use std::time::{Duration, Instant};

#[derive(Debug, Clone, Copy, Default, PartialEq)]
pub struct LoopMetricsSnapshot {
    pub fps: f32,
    pub tps: f32,
    pub frame_time_ms: f32,
}

#[derive(Debug)]
pub(crate) struct MetricsAccumulator {
    interval_start: Instant,
    interval: Duration,
    frames: u32,
    ticks: u32,
    frame_time_sum: Duration,
}

impl MetricsAccumulator {
    pub(crate) fn new(interval: Duration, now: Instant) -> Self {
        Self {
            interval_start: now,
            interval,
            frames: 0,
            ticks: 0,
            frame_time_sum: Duration::ZERO,
        }
    }

    pub(crate) fn record_frame(&mut self, frame_dt: Duration) {
        self.frames = self.frames.saturating_add(1);
        self.frame_time_sum = self.frame_time_sum.saturating_add(frame_dt);
    }

    pub(crate) fn record_tick(&mut self) {
        self.ticks = self.ticks.saturating_add(1);
    }

    /// Closes the current interval once it is at least `interval` long.
    pub(crate) fn maybe_snapshot(&mut self, now: Instant) -> Option<LoopMetricsSnapshot> {
        let elapsed = now.saturating_duration_since(self.interval_start);
        if elapsed < self.interval {
            return None;
        }

        let elapsed_seconds = elapsed.as_secs_f32().max(f32::EPSILON);
        let frame_time_ms = if self.frames == 0 {
            0.0
        } else {
            self.frame_time_sum.as_secs_f32() * 1000.0 / self.frames as f32
        };
        let snapshot = LoopMetricsSnapshot {
            fps: self.frames as f32 / elapsed_seconds,
            tps: self.ticks as f32 / elapsed_seconds,
            frame_time_ms,
        };

        self.interval_start = now;
        self.frames = 0;
        self.ticks = 0;
        self.frame_time_sum = Duration::ZERO;
        Some(snapshot)
    }
}
use std::time::Duration;

use engine::{InputAction, InputSnapshot, RenderFrame, Scene, SceneCommand};
use tracing::{debug, info};

use super::dialog::{ApplicationForm, Dialog, DialogOutcome, WardrobeState};
use super::director::CeremonyDirector;
use super::eulogy::EulogyDispatcher;
use super::funeral::{FuneralBoard, PendingRequest};
use super::interaction::{nearest_interactable, resolve_interact, Interaction};
use super::map_gen::PLAYER_SPAWN;
use super::movement::{step_player, MovementInput, Player};
use super::staging::{draw_stage, StageView};
use super::world::GameMap;
use crate::app::config::SessionConfig;

pub(crate) const PROCESSING_TEXT: &str = "Processing request...";
pub(crate) const SCHEDULED_TEXT: &str = "Funeral scheduled.";

const ZOOM_START: f32 = 1.5;
const ZOOM_STEP: f32 = 0.25;
const ZOOM_MIN: f32 = 1.0;
const ZOOM_MAX: f32 = 3.0;

#[derive(Debug, Clone, PartialEq)]
pub(crate) struct Notification {
    pub(crate) text: String,
    /// `None` stays up until replaced.
    pub(crate) remaining: Option<Duration>,
}

/// The funeral home session: one map, one player, one chapel.
pub(crate) struct CeremonyScene {
    config: SessionConfig,
    map: GameMap,
    pub(crate) player: Player,
    pub(crate) board: FuneralBoard,
    pub(crate) director: CeremonyDirector,
    dispatcher: EulogyDispatcher,
    pub(crate) dialog: Option<Dialog>,
    pub(crate) notification: Option<Notification>,
    nearest: Option<usize>,
    pub(crate) zoom: f32,
    next_request_seq: u64,
}

impl CeremonyScene {
    pub(crate) fn new(config: SessionConfig, map: GameMap, dispatcher: EulogyDispatcher) -> Self {
        let director = CeremonyDirector::new(config.ceremony.clone());
        Self {
            config,
            map,
            player: Player::spawn_at(PLAYER_SPAWN),
            board: FuneralBoard::seeded(),
            director,
            dispatcher,
            dialog: Some(Dialog::Intro),
            notification: None,
            nearest: None,
            zoom: ZOOM_START,
            next_request_seq: 1,
        }
    }

    #[cfg(test)]
    pub(crate) fn map(&self) -> &GameMap {
        &self.map
    }

    #[cfg(test)]
    pub(crate) fn nearest_id(&self) -> Option<&str> {
        self.nearest
            .and_then(|index| self.map.interactables().get(index))
            .map(|interactable| interactable.id.as_str())
    }

    fn notify(&mut self, text: &str, lasting: Option<Duration>) {
        self.notification = Some(Notification {
            text: text.to_string(),
            remaining: lasting,
        });
    }

    fn notify_briefly(&mut self, text: &str) {
        let lasting = self.config.notification_duration();
        self.notify(text, Some(lasting));
    }

    fn tick_notification(&mut self, dt: Duration) {
        let Some(notification) = self.notification.as_mut() else {
            return;
        };
        let Some(remaining) = notification.remaining else {
            return;
        };
        if remaining <= dt {
            self.notification = None;
        } else {
            notification.remaining = Some(remaining - dt);
        }
    }

    fn collect_eulogies(&mut self) {
        for resolved in self.dispatcher.poll() {
            debug!(
                id = %resolved.request.id,
                wait_ms = resolved.wait.as_millis() as u64,
                "application_completed"
            );
            self.board.enqueue(resolved.request);
            self.notify(SCHEDULED_TEXT, None);
        }
    }

    fn submit_application(&mut self, name: String, cause: String) {
        let request = PendingRequest::new(self.next_request_seq, &name, &cause);
        self.next_request_seq += 1;
        info!(id = %request.id, deceased = %name, cause = %cause, "application_submitted");
        self.notify(PROCESSING_TEXT, None);
        self.dispatcher.submit(request);
    }

    fn handle_dialog(&mut self, input: &InputSnapshot) {
        let Some(dialog) = self.dialog.as_mut() else {
            return;
        };
        match dialog.handle_input(input, &mut self.player.appearance) {
            DialogOutcome::Stay => {}
            DialogOutcome::Close => {
                debug!(dialog = dialog.title(), "dialog_closed");
                self.dialog = None;
            }
            DialogOutcome::Submit { name, cause } => {
                self.dialog = None;
                self.submit_application(name, cause);
            }
        }
    }

    fn toggle_zoom(&mut self) {
        self.zoom = if self.zoom >= ZOOM_MAX {
            ZOOM_MIN
        } else {
            self.zoom + ZOOM_STEP
        };
        debug!(zoom = self.zoom, "zoom_changed");
    }

    fn interact(&mut self) {
        let nearest = nearest_interactable(
            &self.map,
            self.player.center(),
            self.config.world.interaction_radius,
        )
        .map(|(_, interactable)| interactable);
        let interaction = resolve_interact(self.dialog.is_some(), &self.player, nearest);
        debug!(
            target = nearest.map(|target| target.id.as_str()),
            ?interaction,
            "interact"
        );
        match interaction {
            Interaction::None => {}
            Interaction::StandUp => self.player.stand_up(),
            Interaction::OpenApplication => {
                self.dialog = Some(Dialog::Application(ApplicationForm::default()))
            }
            Interaction::OpenNoticeBoard => self.dialog = Some(Dialog::NoticeBoard),
            Interaction::Sit(seat) => self.player.sit_on(seat),
            Interaction::Notify(message) => self.notify_briefly(message),
        }
    }
}

impl Scene for CeremonyScene {
    fn load(&mut self) {
        info!(
            interactables = self.map.interactables().len(),
            npcs = self.map.npcs().len(),
            queue_len = self.board.queue_len(),
            "scene_loaded"
        );
    }

    fn update(&mut self, fixed_dt_seconds: f32, input: &InputSnapshot) -> SceneCommand {
        let dt = Duration::from_secs_f32(fixed_dt_seconds.max(0.0));
        self.collect_eulogies();

        if self.dialog.is_some() {
            self.handle_dialog(input);
        } else {
            if input.was_pressed(InputAction::ToggleZoom) {
                self.toggle_zoom();
            }
            if input.was_pressed(InputAction::OpenWardrobe) {
                self.dialog = Some(Dialog::Wardrobe(WardrobeState::default()));
            } else if input.was_pressed(InputAction::Interact) {
                self.interact();
            }
        }

        if self.dialog.is_none() {
            step_player(
                &mut self.player,
                &self.map,
                MovementInput::from_snapshot(input),
                self.config.world.player_speed,
            );
        }

        self.nearest = nearest_interactable(
            &self.map,
            self.player.center(),
            self.config.world.interaction_radius,
        )
        .map(|(index, _)| index);

        self.director.advance(dt, &mut self.board);
        self.tick_notification(dt);
        SceneCommand::None
    }

    fn render(&mut self, frame: &mut RenderFrame) {
        let nearest = self
            .nearest
            .and_then(|index| self.map.interactables().get(index));
        let view = StageView {
            map: &self.map,
            player: &self.player,
            director: &self.director,
            board: &self.board,
            dialog: self.dialog.as_ref(),
            notification: self.notification.as_ref().map(|note| note.text.as_str()),
            nearest,
            zoom: self.zoom,
            eulogies_in_flight: self.dispatcher.in_flight(),
        };
        draw_stage(frame, &view);
    }

    fn unload(&mut self) {
        self.director.shutdown();
        info!(
            eulogies_in_flight = self.dispatcher.in_flight(),
            completed = self.board.history_len(),
            "scene_unloaded"
        );
    }

    fn debug_title(&self) -> Option<String> {
        Some(format!(
            "{} | {} | {} in queue",
            self.config.window.title,
            self.director.phase().name(),
            self.board.queue_len()
        ))
    }
}
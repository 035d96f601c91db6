use std::process::ExitCode;

use engine::run_app;
use tracing::error;

use super::bootstrap::build_app;

pub(crate) fn run() -> ExitCode {
    let app = match build_app() {
        Ok(app) => app,
        Err(err) => {
            error!(error = %err, "startup_failed");
            return ExitCode::FAILURE;
        }
    };
    if let Err(err) = run_app(app.config, app.scene) {
        error!(error = %err, "startup_failed");
        return ExitCode::FAILURE;
    }

    ExitCode::SUCCESS
}
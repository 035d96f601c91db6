use std::fs;
use std::path::{Path, PathBuf};
use std::time::Duration;

use serde::Deserialize;
use thiserror::Error;
use tracing::info;

pub(crate) const CONFIG_ENV_VAR: &str = "CYBERRIP_CONFIG";

/// Pixels per tick. Must stay below the 24px hitbox width so one tick can
/// never carry the hitbox across a wall.
pub(crate) const MAX_PLAYER_SPEED: f32 = 24.0;

#[derive(Debug, Error)]
pub(crate) enum ConfigError {
    #[error("failed to read config file {path}: {source}")]
    Read {
        path: PathBuf,
        #[source]
        source: std::io::Error,
    },
    #[error("failed to parse config file {path} at {json_path}: {message}")]
    Parse {
        path: PathBuf,
        json_path: String,
        message: String,
    },
    #[error("invalid config value at {json_path}: {message}")]
    Invalid { json_path: &'static str, message: String },
}

/// Everything a play session can be tuned with. Every field has a default, so
/// an empty JSON object is a valid config.
#[derive(Debug, Clone, PartialEq, Deserialize)]
#[serde(default, deny_unknown_fields)]
pub(crate) struct SessionConfig {
    pub(crate) window: WindowConfig,
    pub(crate) world: WorldConfig,
    pub(crate) ceremony: CeremonyTimings,
    pub(crate) eulogy: EulogyConfig,
    pub(crate) notification_ms: u64,
}

impl Default for SessionConfig {
    fn default() -> Self {
        Self {
            window: WindowConfig::default(),
            world: WorldConfig::default(),
            ceremony: CeremonyTimings::default(),
            eulogy: EulogyConfig::default(),
            notification_ms: 3000,
        }
    }
}

#[derive(Debug, Clone, PartialEq, Deserialize)]
#[serde(default, deny_unknown_fields)]
pub(crate) struct WindowConfig {
    pub(crate) title: String,
    pub(crate) width: u32,
    pub(crate) height: u32,
    pub(crate) target_tps: u32,
    pub(crate) max_render_fps: Option<u32>,
}

impl Default for WindowConfig {
    fn default() -> Self {
        Self {
            title: "CyberRip - The 8-Bit Funeral Home".to_string(),
            width: 1280,
            height: 720,
            target_tps: 60,
            max_render_fps: Some(60),
        }
    }
}

#[derive(Debug, Clone, PartialEq, Deserialize)]
#[serde(default, deny_unknown_fields)]
pub(crate) struct WorldConfig {
    /// Fixed map seed; a fresh random layout is generated when absent.
    pub(crate) seed: Option<u64>,
    pub(crate) player_speed: f32,
    pub(crate) interaction_radius: f32,
}

impl Default for WorldConfig {
    fn default() -> Self {
        Self {
            seed: None,
            player_speed: 4.0,
            interaction_radius: 80.0,
        }
    }
}

#[derive(Debug, Clone, PartialEq, Eq, Deserialize)]
#[serde(default, deny_unknown_fields)]
pub(crate) struct CeremonyTimings {
    pub(crate) arrival_ms: u64,
    pub(crate) procession_ms: u64,
    pub(crate) bearers_return_ms: u64,
    pub(crate) preaching_start_delay_ms: u64,
    pub(crate) speech_ms_per_char: u64,
    pub(crate) speech_min_ms: u64,
    pub(crate) speech_max_ms: u64,
    pub(crate) speech_gap_ms: u64,
    pub(crate) pre_amen_ms: u64,
    pub(crate) amen_ms: u64,
    pub(crate) burial_ms: u64,
    pub(crate) bearers_leave_ms: u64,
    pub(crate) hearse_leave_ms: u64,
}

impl Default for CeremonyTimings {
    fn default() -> Self {
        Self {
            arrival_ms: 4000,
            procession_ms: 12000,
            bearers_return_ms: 6000,
            preaching_start_delay_ms: 1000,
            speech_ms_per_char: 60,
            speech_min_ms: 2500,
            speech_max_ms: 5000,
            speech_gap_ms: 1000,
            pre_amen_ms: 3500,
            amen_ms: 3000,
            burial_ms: 4000,
            bearers_leave_ms: 6000,
            hearse_leave_ms: 4000,
        }
    }
}

impl CeremonyTimings {
    /// How long a speech chunk stays on screen before the gap.
    pub(crate) fn read_duration(&self, chunk: &str) -> Duration {
        let chars = chunk.chars().count() as u64;
        let ms = chars
            .saturating_mul(self.speech_ms_per_char)
            .clamp(self.speech_min_ms, self.speech_max_ms);
        Duration::from_millis(ms)
    }
}

#[derive(Debug, Clone, PartialEq, Eq, Deserialize)]
#[serde(default, deny_unknown_fields)]
pub(crate) struct EulogyConfig {
    /// Name of the environment variable holding the API key.
    pub(crate) api_key_env: String,
    pub(crate) model: String,
    pub(crate) endpoint: String,
    pub(crate) timeout_ms: u64,
}

impl Default for EulogyConfig {
    fn default() -> Self {
        Self {
            api_key_env: "GEMINI_API_KEY".to_string(),
            model: "gemini-2.5-flash".to_string(),
            endpoint: "https://generativelanguage.googleapis.com/v1beta".to_string(),
            timeout_ms: 20_000,
        }
    }
}

impl SessionConfig {
    /// Reads the file named by `CYBERRIP_CONFIG`, or returns the defaults when
    /// the variable is unset.
    pub(crate) fn load_from_env() -> Result<Self, ConfigError> {
        match std::env::var_os(CONFIG_ENV_VAR) {
            Some(path) => Self::load_from_path(Path::new(&path)),
            None => {
                info!(env_var = CONFIG_ENV_VAR, "config_defaults");
                Ok(Self::default())
            }
        }
    }

    pub(crate) fn load_from_path(path: &Path) -> Result<Self, ConfigError> {
        let raw = fs::read_to_string(path).map_err(|source| ConfigError::Read {
            path: path.to_path_buf(),
            source,
        })?;
        let config = Self::parse(&raw).map_err(|(json_path, message)| ConfigError::Parse {
            path: path.to_path_buf(),
            json_path,
            message,
        })?;
        config.validate()?;
        info!(path = %path.display(), "config_loaded");
        Ok(config)
    }

    fn parse(raw: &str) -> Result<Self, (String, String)> {
        let mut deserializer = serde_json::Deserializer::from_str(raw);
        serde_path_to_error::deserialize::<_, SessionConfig>(&mut deserializer).map_err(|error| {
            let json_path = error.path().to_string();
            (json_path, error.into_inner().to_string())
        })
    }

    fn validate(&self) -> Result<(), ConfigError> {
        if !self.world.player_speed.is_finite() || self.world.player_speed <= 0.0 {
            return Err(ConfigError::Invalid {
                json_path: "world.player_speed",
                message: format!("must be positive, got {}", self.world.player_speed),
            });
        }
        if self.world.player_speed >= MAX_PLAYER_SPEED {
            return Err(ConfigError::Invalid {
                json_path: "world.player_speed",
                message: format!(
                    "must be below {MAX_PLAYER_SPEED}, got {}",
                    self.world.player_speed
                ),
            });
        }
        if !self.world.interaction_radius.is_finite() || self.world.interaction_radius <= 0.0 {
            return Err(ConfigError::Invalid {
                json_path: "world.interaction_radius",
                message: format!("must be positive, got {}", self.world.interaction_radius),
            });
        }
        if self.ceremony.speech_min_ms > self.ceremony.speech_max_ms {
            return Err(ConfigError::Invalid {
                json_path: "ceremony.speech_min_ms",
                message: format!(
                    "must not exceed speech_max_ms ({} > {})",
                    self.ceremony.speech_min_ms, self.ceremony.speech_max_ms
                ),
            });
        }
        Ok(())
    }

    pub(crate) fn notification_duration(&self) -> Duration {
        Duration::from_millis(self.notification_ms)
    }
}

# # # # #

Report all lines of the material that contain the word "Option".

    pub(crate) fn maybe_snapshot(&mut self, now: Instant) -> Option<LoopMetricsSnapshot> {
    pub(crate) remaining: Option<Duration>,
    pub(crate) dialog: Option<Dialog>,
    pub(crate) notification: Option<Notification>,
    nearest: Option<usize>,
    pub(crate) fn nearest_id(&self) -> Option<&str> {
    fn notify(&mut self, text: &str, lasting: Option<Duration>) {
    fn debug_title(&self) -> Option<String> {
    pub(crate) max_render_fps: Option<u32>,
    pub(crate) seed: Option<u64>,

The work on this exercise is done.